(Records for this task)
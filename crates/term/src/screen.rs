//! Display capability used by the game loop.

use anyhow::Result;

use crate::core::GameSnapshot;
use crate::fb::FrameBuffer;
use crate::game_view::GameView;
use crate::renderer::TerminalRenderer;

/// Somewhere frames and messages can be shown.
pub trait Screen {
    /// Clear and redraw the game frame.
    fn show_game(&mut self, snap: &GameSnapshot<'_>) -> Result<()>;

    /// Clear and show a full-screen text message.
    fn show_message(&mut self, lines: &[&str]) -> Result<()>;
}

impl<S: Screen + ?Sized> Screen for &mut S {
    fn show_game(&mut self, snap: &GameSnapshot<'_>) -> Result<()> {
        (**self).show_game(snap)
    }

    fn show_message(&mut self, lines: &[&str]) -> Result<()> {
        (**self).show_message(lines)
    }
}

/// [`Screen`] drawing to the real terminal through a reused framebuffer.
pub struct TerminalScreen {
    renderer: TerminalRenderer,
    view: GameView,
    fb: FrameBuffer,
}

impl TerminalScreen {
    pub fn new() -> Self {
        Self {
            renderer: TerminalRenderer::new(),
            view: GameView::default(),
            fb: FrameBuffer::new(0, 0),
        }
    }

    pub fn enter(&mut self) -> Result<()> {
        self.renderer.enter()
    }

    pub fn exit(&mut self) -> Result<()> {
        self.renderer.exit()
    }
}

impl Default for TerminalScreen {
    fn default() -> Self {
        Self::new()
    }
}

impl Screen for TerminalScreen {
    fn show_game(&mut self, snap: &GameSnapshot<'_>) -> Result<()> {
        self.view.render_into(snap, &mut self.fb);
        self.renderer.draw(&self.fb)
    }

    fn show_message(&mut self, lines: &[&str]) -> Result<()> {
        self.view.render_message_into(lines, &mut self.fb);
        self.renderer.draw(&self.fb)
    }
}

/// [`Screen`] that keeps plain-text copies of everything shown.
#[derive(Debug, Clone, Default)]
pub struct RecordingScreen {
    /// Each game frame as produced by [`GameSnapshot::to_text`].
    pub frames: Vec<String>,
    /// Each message screen, one entry per line.
    pub messages: Vec<Vec<String>>,
}

impl RecordingScreen {
    pub fn last_frame(&self) -> Option<&str> {
        self.frames.last().map(String::as_str)
    }
}

impl Screen for RecordingScreen {
    fn show_game(&mut self, snap: &GameSnapshot<'_>) -> Result<()> {
        self.frames.push(snap.to_text());
        Ok(())
    }

    fn show_message(&mut self, lines: &[&str]) -> Result<()> {
        self.messages
            .push(lines.iter().map(|l| l.to_string()).collect());
        Ok(())
    }
}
(End Records for this task)
(Problem to work on) Look above for the line containing "use crate::game_view::GameView;" and the line containing "full-screen text message.". Transcribe both, with the lines between them, exactly.

(Exercise output)
use crate::game_view::GameView;
use crate::renderer::TerminalRenderer;

/// Somewhere frames and messages can be shown.
pub trait Screen {
    /// Clear and redraw the game frame.
    fn show_game(&mut self, snap: &GameSnapshot<'_>) -> Result<()>;

    /// Clear and show a full-screen text message.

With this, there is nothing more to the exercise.